The third sits near a grave yard in the hilly area of the quiet town. It’s as dead as the commuters.

The last sits in a wasteland that used to be a sprawling and vibrant community. A decade or so earlier, the area had started falling into disrepute, with mild gang activity and crime not an uncommon sight. Housing redevelopment was supposed to fix the problem. The people moved out, the old tenement houses came down, and the area has lain in rubble ever since. A desolate area.

Train stations: a metaphor for a quiet town.

Quiet Town, Part 3: Meat

There is a lamp post in the West End of a quiet town. It holds a sign carrying directions to an even quieter town nearby, but that is irrelevant. What is relevant is March.

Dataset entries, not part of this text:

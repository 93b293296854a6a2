// ABOUTME: HTTP transport to the OESS control API using hyper's HTTP/1 client.
// ABOUTME: The Transport trait is the seam tests use to script NRM responses.

use super::error::{NrmError, Result};
use super::session::Credentials;
use async_trait::async_trait;
use base64::Engine;
use bytes::Bytes;
use http_body_util::{BodyExt, Empty};
use hyper::{StatusCode, Uri};
use hyper_util::rt::TokioIo;
use tokio::net::TcpStream;

/// Authenticated request/response channel to the NRM.
///
/// Implementations issue a GET for `path_and_query` (relative to the control
/// URL) and return the raw response body of a successful reply.
#[async_trait]
pub trait Transport: Send + Sync {
    async fn get(&self, path_and_query: &str) -> Result<Bytes>;
}

/// Plain HTTP/1.1 transport with Basic authentication on every request.
///
/// One connection per request; OESS CGI scripts close the connection after
/// each reply anyway.
pub struct HttpTransport {
    host: String,
    port: u16,
    base_path: String,
    authorization: String,
}

impl std::fmt::Debug for HttpTransport {
    fn fmt(&self, f: &mut std::fmt::Formatter<'_>) -> std::fmt::Result {
        f.debug_struct("HttpTransport")
            .field("host", &self.host)
            .field("port", &self.port)
            .field("base_path", &self.base_path)
            .finish_non_exhaustive()
    }
}

impl HttpTransport {
    pub fn new(url: &str, credentials: &Credentials) -> Result<Self> {
        let invalid = |reason: &str| NrmError::InvalidUrl {
            url: url.to_string(),
            reason: reason.to_string(),
        };

        let uri: Uri = url.parse().map_err(|_| invalid("not a valid URI"))?;
        match uri.scheme_str() {
            Some("http") => {}
            Some("https") => {
                return Err(invalid(
                    "https is not supported, point the adapter at a local TLS-terminating proxy",
                ));
            }
            _ => return Err(invalid("scheme must be http")),
        }
        let host = uri.host().ok_or_else(|| invalid("missing host"))?.to_string();
        let port = uri.port_u16().unwrap_or(80);

        let mut base_path = uri.path().to_string();
        if !base_path.ends_with('/') {
            base_path.push('/');
        }

        let token = base64::engine::general_purpose::STANDARD.encode(format!(
            "{}:{}",
            credentials.username(),
            credentials.password()
        ));

        Ok(Self {
            host,
            port,
            base_path,
            authorization: format!("Basic {}", token),
        })
    }

    fn host_header(&self) -> String {
        if self.port == 80 {
            self.host.clone()
        } else {
            format!("{}:{}", self.host, self.port)
        }
    }
}

#[async_trait]
impl Transport for HttpTransport {
    async fn get(&self, path_and_query: &str) -> Result<Bytes> {
        let stream = TcpStream::connect((self.host.as_str(), self.port))
            .await
            .map_err(|e| NrmError::Connection {
                host: self.host_header(),
                reason: e.to_string(),
            })?;

        let io = TokioIo::new(stream);
        let (mut sender, conn) = hyper::client::conn::http1::handshake(io)
            .await
            .map_err(|e| NrmError::Request(format!("HTTP handshake failed: {}", e)))?;

        tokio::spawn(async move {
            if let Err(e) = conn.await {
                tracing::warn!("NRM connection error: {}", e);
            }
        });

        let uri = format!("{}{}", self.base_path, path_and_query);
        let req = hyper::Request::builder()
            .method("GET")
            .uri(&uri)
            .header("Host", self.host_header())
            .header("Authorization", &self.authorization)
            .header("Accept", "application/json")
            .body(Empty::<Bytes>::new())
            .map_err(|e| NrmError::Request(format!("failed to build request: {}", e)))?;

        let resp = sender
            .send_request(req)
            .await
            .map_err(|e| NrmError::Request(e.to_string()))?;

        let status = resp.status();
        let body = resp
            .into_body()
            .collect()
            .await
            .map_err(|e| NrmError::Request(format!("failed to read response: {}", e)))?
            .to_bytes();

        if status == StatusCode::UNAUTHORIZED || status == StatusCode::FORBIDDEN {
            return Err(NrmError::Unauthorized(status.as_u16()));
        }
        if !status.is_success() {
            return Err(NrmError::Status {
                status: status.as_u16(),
                body: String::from_utf8_lossy(&body).into_owned(),
            });
        }

        Ok(body)
    }
}

#[cfg(test)]
mod tests {
    use super::*;

    fn creds() -> Credentials {
        Credentials::new("nsi", "secret")
    }

    #[test]
    fn base_path_gets_trailing_slash() {
        let t = HttpTransport::new("http://oess.example.net:8080/oess", &creds()).unwrap();
        assert_eq!(t.base_path, "/oess/");
        assert_eq!(t.host_header(), "oess.example.net:8080");
    }

    #[test]
    fn default_port_is_80() {
        let t = HttpTransport::new("http://oess.example.net/", &creds()).unwrap();
        assert_eq!(t.port, 80);
        assert_eq!(t.host_header(), "oess.example.net");
    }

    #[test]
    fn https_is_rejected() {
        let err = HttpTransport::new("https://oess.example.net/", &creds()).unwrap_err();
        assert!(matches!(err, NrmError::InvalidUrl { .. }));
    }

    #[test]
    fn basic_authorization_header() {
        let t = HttpTransport::new("http://oess.example.net/", &creds()).unwrap();
        // base64("nsi:secret")
        assert_eq!(t.authorization, "Basic bnNpOnNlY3JldA==");
    }

    #[test]
    fn debug_hides_authorization() {
        let t = HttpTransport::new("http://oess.example.net/", &creds()).unwrap();
        assert!(!format!("{:?}", t).contains("bnNp"));
    }
}
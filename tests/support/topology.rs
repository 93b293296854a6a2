// ABOUTME: Simulated OESS topology answering shortest-path queries by breadth-first search.
// ABOUTME: Honours `link=` exclusions the way the real NRM does.

use super::{CONTROL_URL, WORKGROUP, action_of, query_values};
use async_trait::async_trait;
use bytes::Bytes;
use oess_cm::nrm::{NrmClient, NrmError, Session, Transport};
use std::collections::{HashMap, HashSet, VecDeque};
use std::time::Duration;

/// Undirected multigraph of named links between switches.
#[derive(Debug, Clone, Default)]
pub struct Topology {
    links: Vec<(String, String, String)>,
}

impl Topology {
    pub fn new() -> Self {
        Self::default()
    }

    pub fn link(mut self, name: &str, a: &str, b: &str) -> Self {
        self.links
            .push((name.to_string(), a.to_string(), b.to_string()));
        self
    }

    pub fn link_names(&self) -> Vec<String> {
        self.links.iter().map(|(n, _, _)| n.clone()).collect()
    }

    /// Fewest-hop path from `from` to `to` avoiding `excluded`, as link names.
    pub fn shortest_path(&self, from: &str, to: &str, excluded: &HashSet<String>) -> Vec<String> {
        if from == to {
            return Vec::new();
        }
        let mut previous: HashMap<String, (String, String)> = HashMap::new();
        let mut seen: HashSet<String> = HashSet::from([from.to_string()]);
        let mut queue = VecDeque::from([from.to_string()]);

        while let Some(node) = queue.pop_front() {
            for (name, a, b) in &self.links {
                if excluded.contains(name) {
                    continue;
                }
                let next = if *a == node {
                    b
                } else if *b == node {
                    a
                } else {
                    continue;
                };
                if seen.insert(next.clone()) {
                    previous.insert(next.clone(), (node.clone(), name.clone()));
                    queue.push_back(next.clone());
                }
            }
        }

        let mut path = Vec::new();
        let mut cursor = to.to_string();
        while let Some((prev, link)) = previous.get(&cursor) {
            path.push(link.clone());
            cursor = prev.clone();
        }
        if cursor != from {
            return Vec::new();
        }
        path.reverse();
        path
    }

    pub async fn session(&self) -> Session<Topology> {
        let client = NrmClient::new(self.clone()).with_timeout(Duration::from_secs(5));
        Session::establish_with(CONTROL_URL, client, WORKGROUP)
            .await
            .unwrap()
    }
}

#[async_trait]
impl Transport for Topology {
    async fn get(&self, path_and_query: &str) -> oess_cm::nrm::Result<Bytes> {
        let body = match action_of(path_and_query).as_str() {
            "handshake" => "{}".to_string(),
            "get_workgroups" => format!(
                r#"{{"results":[{{"name":"{}","workgroup_id":7}}]}}"#,
                WORKGROUP
            ),
            "get_shortest_path" => {
                let nodes = query_values(path_and_query, "node");
                let excluded: HashSet<String> =
                    query_values(path_and_query, "link").into_iter().collect();
                let path = self.shortest_path(&nodes[0], &nodes[1], &excluded);
                let entries: Vec<String> = path
                    .iter()
                    .map(|l| format!(r#"{{"link":"{}"}}"#, l))
                    .collect();
                format!(r#"{{"results":[{}]}}"#, entries.join(","))
            }
            other => {
                return Err(NrmError::Status {
                    status: 404,
                    body: format!("topology does not answer {}", other),
                });
            }
        };
        Ok(Bytes::from(body))
    }
}
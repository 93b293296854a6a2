// ABOUTME: Session bootstrap against the OESS control API.
// ABOUTME: Authenticates once and resolves the operator workgroup id.

use super::client::{DEFAULT_TIMEOUT, NrmClient};
use super::error::NrmError;
use super::transport::{HttpTransport, Transport};
use crate::types::WorkgroupId;
use std::time::Duration;
use thiserror::Error;
use tracing::{debug, info};

/// Username and password for the control API.
#[derive(Clone, PartialEq, Eq)]
pub struct Credentials {
    username: String,
    password: String,
}

impl Credentials {
    pub fn new(username: impl Into<String>, password: impl Into<String>) -> Self {
        Self {
            username: username.into(),
            password: password.into(),
        }
    }

    pub fn username(&self) -> &str {
        &self.username
    }

    pub(crate) fn password(&self) -> &str {
        &self.password
    }
}

impl std::fmt::Debug for Credentials {
    fn fmt(&self, f: &mut std::fmt::Formatter<'_>) -> std::fmt::Result {
        f.debug_struct("Credentials")
            .field("username", &self.username)
            .field("password", &"<redacted>")
            .finish()
    }
}

/// Inputs for establishing a session.
#[derive(Debug, Clone)]
pub struct SessionConfig {
    pub url: String,
    pub credentials: Credentials,
    pub workgroup: String,
    pub timeout: Duration,
}

impl SessionConfig {
    pub fn new(
        url: impl Into<String>,
        credentials: Credentials,
        workgroup: impl Into<String>,
    ) -> Self {
        Self {
            url: url.into(),
            credentials,
            workgroup: workgroup.into(),
            timeout: DEFAULT_TIMEOUT,
        }
    }

    pub fn timeout(mut self, timeout: Duration) -> Self {
        self.timeout = timeout;
        self
    }
}

#[derive(Debug, Error)]
pub enum SessionError {
    #[error("authentication against {url} failed: {reason}")]
    Authentication { url: String, reason: String },

    #[error("no workgroup named '{0}' is visible to this account")]
    UnknownWorkgroup(String),

    #[error("invalid NRM configuration: {0}")]
    Configuration(String),

    #[error(transparent)]
    Nrm(NrmError),
}

/// The resolved operator workgroup.
#[derive(Debug, Clone, PartialEq, Eq)]
pub struct Workgroup {
    pub name: String,
    pub id: WorkgroupId,
}

/// An authenticated channel plus the workgroup every provisioning call runs
/// under. Immutable once established and safe to share across connections.
pub struct Session<T = HttpTransport> {
    control_url: String,
    workgroup: Workgroup,
    client: NrmClient<T>,
}

impl<T> std::fmt::Debug for Session<T> {
    fn fmt(&self, f: &mut std::fmt::Formatter<'_>) -> std::fmt::Result {
        f.debug_struct("Session")
            .field("control_url", &self.control_url)
            .field("workgroup", &self.workgroup)
            .finish_non_exhaustive()
    }
}

impl Session<HttpTransport> {
    /// Connect over HTTP, authenticate and resolve the configured workgroup.
    pub async fn establish(config: &SessionConfig) -> Result<Self, SessionError> {
        let transport = HttpTransport::new(&config.url, &config.credentials).map_err(|e| {
            SessionError::Configuration(e.to_string())
        })?;
        let client = NrmClient::new(transport).with_timeout(config.timeout);
        Self::establish_with(&config.url, client, &config.workgroup).await
    }
}

impl<T: Transport> Session<T> {
    /// Authenticate through an existing client and resolve `workgroup_name`
    /// by exact name match.
    pub async fn establish_with(
        control_url: &str,
        client: NrmClient<T>,
        workgroup_name: &str,
    ) -> Result<Self, SessionError> {
        let auth_error = |e: NrmError| match e {
            NrmError::Unauthorized(status) => SessionError::Authentication {
                url: control_url.to_string(),
                reason: format!("credentials rejected (HTTP {})", status),
            },
            other => SessionError::Nrm(other),
        };

        debug!(url = control_url, "authenticating against NRM");
        client.handshake().await.map_err(auth_error)?;

        let workgroups = client.get_workgroups().await.map_err(auth_error)?;
        let entry = workgroups
            .into_iter()
            .find(|wg| wg.name == workgroup_name)
            .ok_or_else(|| SessionError::UnknownWorkgroup(workgroup_name.to_string()))?;

        info!(
            workgroup = %entry.name,
            workgroup_id = %entry.workgroup_id,
            "NRM session established"
        );

        Ok(Self {
            control_url: control_url.to_string(),
            workgroup: Workgroup {
                name: entry.name,
                id: entry.workgroup_id,
            },
            client,
        })
    }

    pub fn control_url(&self) -> &str {
        &self.control_url
    }

    pub fn workgroup(&self) -> &Workgroup {
        &self.workgroup
    }

    pub fn workgroup_id(&self) -> &WorkgroupId {
        &self.workgroup.id
    }

    pub fn client(&self) -> &NrmClient<T> {
        &self.client
    }
}
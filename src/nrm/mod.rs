// ABOUTME: Client side of the OESS control API (HTTP query strings, JSON bodies).
// ABOUTME: Exposes typed requests, the transport seam and session bootstrap.

mod client;
mod error;
mod request;
mod session;
mod transport;
pub mod wire;

pub use client::{DEFAULT_TIMEOUT, NrmClient};
pub use error::{NrmError, Result};
pub use request::{IMMEDIATE, NrmRequest, ProvisionRequest};
pub use session::{Credentials, Session, SessionConfig, SessionError, Workgroup};
pub use transport::{HttpTransport, Transport};
// ABOUTME: Command-line interface definition using clap derive macros.
// ABOUTME: Defines all subcommands and their arguments.

use clap::{Parser, Subcommand};
use std::path::PathBuf;

#[derive(Parser)]
#[command(name = "oess-cm")]
#[command(about = "Provision NSI circuits on an OESS-controlled network")]
#[command(version)]
pub struct Cli {
    /// Enable debug logging
    #[arg(short, long, global = true)]
    pub verbose: bool,

    /// Configuration file (default: discover oess-cm.yml in the current directory)
    #[arg(short, long, global = true)]
    pub config: Option<PathBuf>,

    #[command(subcommand)]
    pub command: Commands,
}

#[derive(Subcommand)]
pub enum Commands {
    /// Write a starter oess-cm.yml in the current directory
    Init {
        /// Overwrite an existing configuration file
        #[arg(long)]
        force: bool,
    },

    /// Authenticate against OESS and resolve the workgroup
    Check,

    /// Show the primary and backup paths between two switches
    Path {
        /// Source switch
        from: String,
        /// Destination switch
        to: String,
    },

    /// Provision a circuit between two configured ports
    Setup {
        /// Source NSI port name
        source: String,
        /// Destination NSI port name
        dest: String,
        /// VLAN tag on the source port (and on the destination unless --dest-vlan is given)
        #[arg(long)]
        vlan: u32,
        /// VLAN tag on the destination port
        #[arg(long)]
        dest_vlan: Option<u32>,
        /// Requested bandwidth in Mbit/s (advisory)
        #[arg(long, default_value_t = 0)]
        bandwidth: u64,
    },

    /// Remove a circuit by its OESS circuit id
    Teardown {
        /// OESS circuit id
        circuit_id: String,
    },
}
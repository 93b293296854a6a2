// ABOUTME: Application-wide error types for oess-cm.
// ABOUTME: Covers configuration loading and wraps adapter failures for the CLI.

use crate::adapter::AdapterError;
use std::path::PathBuf;
use thiserror::Error;

#[derive(Debug, Error)]
pub enum Error {
    #[error("file already exists: {0}")]
    AlreadyExists(PathBuf),

    #[error("configuration file not found in {0}")]
    ConfigNotFound(PathBuf),

    #[error("missing required environment variable: {0}")]
    MissingEnvVar(String),

    #[error("invalid configuration: {0}")]
    InvalidConfig(String),

    #[error(transparent)]
    Adapter(#[from] AdapterError),

    #[error("I/O error: {0}")]
    Io(#[from] std::io::Error),

    #[error("YAML parse error: {0}")]
    Yaml(#[from] serde_yaml::Error),
}

pub type Result<T> = std::result::Result<T, Error>;
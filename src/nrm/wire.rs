// ABOUTME: JSON response shapes returned by the OESS CGI scripts.
// ABOUTME: Every response is an envelope with a `results` payload and optional `error`.

use crate::types::{CircuitId, LinkId, WorkgroupId};
use serde::{Deserialize, Deserializer};

/// `{"results": ..., "error": "..."}` wrapper around every payload.
#[derive(Debug, Deserialize)]
pub struct Envelope<T> {
    pub results: Option<T>,
    #[serde(default)]
    pub error: Option<String>,
}

impl<T> Envelope<T> {
    /// Remote error text, if OESS reported one.
    pub fn error_text(&self) -> Option<&str> {
        self.error.as_deref().filter(|e| !e.trim().is_empty())
    }
}

#[derive(Debug, Clone, Deserialize)]
pub struct WorkgroupEntry {
    pub name: String,
    pub workgroup_id: WorkgroupId,
}

#[derive(Debug, Clone, Deserialize)]
pub struct InterfaceEntry {
    pub name: String,
    #[serde(default)]
    pub description: Option<String>,
}

#[derive(Debug, Clone, Deserialize)]
pub struct VlanAvailability {
    #[serde(default, deserialize_with = "flag")]
    pub available: bool,
}

/// `is_vlan_tag_available` answers with a single object on newer OESS
/// releases and with a one-element list on older ones.
#[derive(Debug, Clone, Deserialize)]
#[serde(untagged)]
pub enum OneOrMany<T> {
    // Tried first: a struct with defaulted fields would also accept `[]`.
    Many(Vec<T>),
    One(T),
}

impl<T> OneOrMany<T> {
    pub fn into_first(self) -> Option<T> {
        match self {
            OneOrMany::One(v) => Some(v),
            OneOrMany::Many(v) => v.into_iter().next(),
        }
    }
}

#[derive(Debug, Clone, Deserialize)]
pub struct PathLink {
    pub link: LinkId,
}

#[derive(Debug, Clone, Deserialize)]
pub struct ProvisionResult {
    #[serde(default, deserialize_with = "flag")]
    pub success: bool,
    #[serde(default)]
    pub circuit_id: Option<CircuitId>,
}

/// Accepts `true`/`false`, `0`/`1` and `"0"`/`"1"`.
fn flag<'de, D>(deserializer: D) -> Result<bool, D::Error>
where
    D: Deserializer<'de>,
{
    #[derive(Deserialize)]
    #[serde(untagged)]
    enum Raw {
        Bool(bool),
        Int(i64),
        Text(String),
    }

    Ok(match Raw::deserialize(deserializer)? {
        Raw::Bool(b) => b,
        Raw::Int(n) => n != 0,
        Raw::Text(s) => !matches!(s.trim(), "" | "0" | "false"),
    })
}
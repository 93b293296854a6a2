// ABOUTME: Primary and link-disjoint backup path computation.
// ABOUTME: The graph search itself runs on the NRM; this module only asks and checks.

use super::error::ProvisionError;
use crate::nrm::{Session, Transport};
use crate::types::LinkId;
use serde::{Deserialize, Serialize};
use std::collections::HashSet;
use std::fmt;
use tracing::{debug, warn};

/// Which of the two paths a computation was for.
#[derive(Debug, Clone, Copy, PartialEq, Eq)]
pub enum PathRole {
    Primary,
    Backup,
}

impl fmt::Display for PathRole {
    fn fmt(&self, f: &mut fmt::Formatter<'_>) -> fmt::Result {
        match self {
            PathRole::Primary => write!(f, "primary"),
            PathRole::Backup => write!(f, "backup"),
        }
    }
}

/// What to do when no backup path avoiding the primary links exists.
#[derive(Debug, Clone, Copy, Default, PartialEq, Eq, Serialize, Deserialize)]
#[serde(rename_all = "lowercase")]
pub enum BackupPolicy {
    /// Refuse to provision without a disjoint backup.
    #[default]
    Required,
    /// Provision on the primary path alone.
    Optional,
}

/// Primary and backup link sequences for one circuit.
#[derive(Debug, Clone, Default, PartialEq, Eq)]
pub struct PathPlan {
    pub primary: Vec<LinkId>,
    pub backup: Vec<LinkId>,
}

impl PathPlan {
    pub fn has_backup(&self) -> bool {
        !self.backup.is_empty()
    }
}

/// Ask the NRM for the shortest path between two switches, skipping every
/// link in `excluded`.
///
/// An empty answer is a failure unless both switches are the same, in
/// which case it is a zero-hop path. A non-empty `excluded` set marks the
/// search as a backup search for error reporting.
pub async fn find_path<T: Transport>(
    session: &Session<T>,
    from: &str,
    to: &str,
    excluded: &[LinkId],
) -> Result<Vec<LinkId>, ProvisionError> {
    let role = if excluded.is_empty() {
        PathRole::Primary
    } else {
        PathRole::Backup
    };

    let links = session
        .client()
        .get_shortest_path(from, to, excluded)
        .await?;

    if links.is_empty() && from != to {
        return Err(ProvisionError::NoPath {
            from: from.to_string(),
            to: to.to_string(),
            role,
        });
    }

    debug!(from, to, %role, hops = links.len(), "path found");
    Ok(links)
}

/// Compute the primary path, then a backup with every primary link
/// excluded.
pub async fn plan_paths<T: Transport>(
    session: &Session<T>,
    from: &str,
    to: &str,
    policy: BackupPolicy,
) -> Result<PathPlan, ProvisionError> {
    let primary = find_path(session, from, to, &[]).await?;
    if primary.is_empty() {
        return Ok(PathPlan::default());
    }

    let backup = match find_path(session, from, to, &primary).await {
        Ok(backup) => disjoint_or_fail(from, to, &primary, backup)?,
        Err(ProvisionError::NoPath { .. }) if policy == BackupPolicy::Optional => {
            warn!(from, to, "no disjoint backup path, provisioning on primary only");
            Vec::new()
        }
        Err(e) => return Err(e),
    };

    Ok(PathPlan { primary, backup })
}

// The NRM is trusted to honour exclusions, but a backup that reuses a
// primary link would give no protection at all.
fn disjoint_or_fail(
    from: &str,
    to: &str,
    primary: &[LinkId],
    backup: Vec<LinkId>,
) -> Result<Vec<LinkId>, ProvisionError> {
    let used: HashSet<&LinkId> = primary.iter().collect();
    if let Some(shared) = backup.iter().find(|l| used.contains(l)) {
        warn!(from, to, link = %shared, "NRM returned a backup path sharing a primary link");
        return Err(ProvisionError::NoPath {
            from: from.to_string(),
            to: to.to_string(),
            role: PathRole::Backup,
        });
    }
    Ok(backup)
}
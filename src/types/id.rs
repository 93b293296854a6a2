// ABOUTME: Phantom-typed identifiers for NRM and NSI objects.
// ABOUTME: Keeps connection, circuit, link and workgroup ids from being mixed up.

use serde::{Deserialize, Deserializer, Serialize, Serializer};
use std::hash::{Hash, Hasher};
use std::marker::PhantomData;

/// Marker types for phantom type parameters.
pub enum ConnectionMarker {}
pub enum CircuitMarker {}
pub enum LinkMarker {}
pub enum WorkgroupMarker {}

/// An opaque identifier tagged with the kind of object it names.
///
/// The NRM hands these out as plain strings; the tag only exists at compile
/// time so a `CircuitId` can never be passed where a `ConnectionId` is
/// expected.
///
/// ```compile_fail
/// use oess_cm::types::{CircuitId, ConnectionId};
///
/// fn takes_connection(_id: ConnectionId) {}
///
/// takes_connection(CircuitId::new("C-42"));
/// ```
#[must_use = "IDs reference remote objects and should not be ignored"]
pub struct Id<T> {
    value: String,
    _marker: PhantomData<T>,
}

impl<T> Id<T> {
    pub fn new(value: impl Into<String>) -> Self {
        Self {
            value: value.into(),
            _marker: PhantomData,
        }
    }

    pub fn as_str(&self) -> &str {
        &self.value
    }

    pub fn into_inner(self) -> String {
        self.value
    }
}

// T is only a marker, so none of these impls may require bounds on it.

impl<T> std::fmt::Debug for Id<T> {
    fn fmt(&self, f: &mut std::fmt::Formatter<'_>) -> std::fmt::Result {
        f.debug_tuple("Id").field(&self.value).finish()
    }
}

impl<T> Clone for Id<T> {
    fn clone(&self) -> Self {
        Self::new(self.value.clone())
    }
}

impl<T> PartialEq for Id<T> {
    fn eq(&self, other: &Self) -> bool {
        self.value == other.value
    }
}

impl<T> Eq for Id<T> {}

impl<T> Hash for Id<T> {
    fn hash<H: Hasher>(&self, state: &mut H) {
        self.value.hash(state);
    }
}

impl<T> std::fmt::Display for Id<T> {
    fn fmt(&self, f: &mut std::fmt::Formatter<'_>) -> std::fmt::Result {
        f.write_str(&self.value)
    }
}

impl<T> Serialize for Id<T> {
    fn serialize<S: Serializer>(&self, serializer: S) -> Result<S::Ok, S::Error> {
        self.value.serialize(serializer)
    }
}

// OESS is inconsistent about quoting ids, so numbers are accepted too.
impl<'de, T> Deserialize<'de> for Id<T> {
    fn deserialize<D: Deserializer<'de>>(deserializer: D) -> Result<Self, D::Error> {
        #[derive(Deserialize)]
        #[serde(untagged)]
        enum Raw {
            Text(String),
            Number(i64),
        }

        match Raw::deserialize(deserializer)? {
            Raw::Text(s) => Ok(Self::new(s)),
            Raw::Number(n) => Ok(Self::new(n.to_string())),
        }
    }
}

pub type ConnectionId = Id<ConnectionMarker>;
pub type CircuitId = Id<CircuitMarker>;
pub type LinkId = Id<LinkMarker>;
pub type WorkgroupId = Id<WorkgroupMarker>;

#[cfg(test)]
mod tests {
    use super::*;

    #[test]
    fn numeric_ids_deserialize_as_text() {
        let id: WorkgroupId = serde_json::from_str("42").unwrap();
        assert_eq!(id.as_str(), "42");

        let id: CircuitId = serde_json::from_str("\"C-42\"").unwrap();
        assert_eq!(id.as_str(), "C-42");
    }

    #[test]
    fn display_is_the_raw_value() {
        let id = LinkId::new("link-7");
        assert_eq!(id.to_string(), "link-7");
    }
}
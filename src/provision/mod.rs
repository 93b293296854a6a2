// ABOUTME: Dual-path provisioning engine on top of the NRM session.
// ABOUTME: Validation, path planning, circuit provisioning and teardown.

mod circuit;
mod error;
mod path;
mod validate;

pub use circuit::{ProvisionedCircuit, circuit_description, provision, teardown};
pub use error::{ErrorKind, ProvisionError};
pub use path::{BackupPolicy, PathPlan, PathRole, find_path, plan_paths};
pub use validate::{
    ValidatedEndpoint, validate_each, validate_endpoint, validate_pair, validate_target,
};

Every March, inexplicably, something happens to that lamp post, something rather strange. You see, for several years now at the same time of year, a rather nice piece of steak is tied around the lamp post (using no tape or string, just the meat itself). It hangs there, rotting after a few days, yet giving out no smell, until it wastes away so much it falls to the pavement.

No-one knows who does it or why. Meat can be strange in a quiet town.

Quiet Town, Part 2: Bruce

A television breaks in a quiet town. Relatively speaking, this means nothing. It’s not a profound cosmic event. It won’t mean anything to most people. Bruce isn’t most people. Bruce is a touch mad. Not in a scary or clinical way though. He’s just eccentric at times, in a charming rather than “let’s cross the street away from him lest he tries to borrow our shoe laces” kind of way.

Having been in the television repair business in the same spot for decades, he knows a thing or two about televisions too. In fact, he knows pretty much everything there is to know. Got a problem? Phone him up. If he needs to come out to repair it (perhaps you’re too infirm to bring it to him), you’ll likely hear his never-faltering battlecry of “Never fear, Bruce is here” followed by an analysis of the TV based on the symptoms (without looking at) which is invariably correct.

Go to his shop, conveniently located just outside the quiet town’s central area, and you’re in for a treat. You’ll get explanations of how to quickly shunt the mask in your TV to fix discolouration, how you can fix your VCR problems with a hair dryer, or one of another dozen seemingly crazy solutions that always work and you won’t be charged to hear. It’s surprising that he has been open as long as he has with that kind of generosity.

Bruce, an eccentric TV repairman in a quiet town.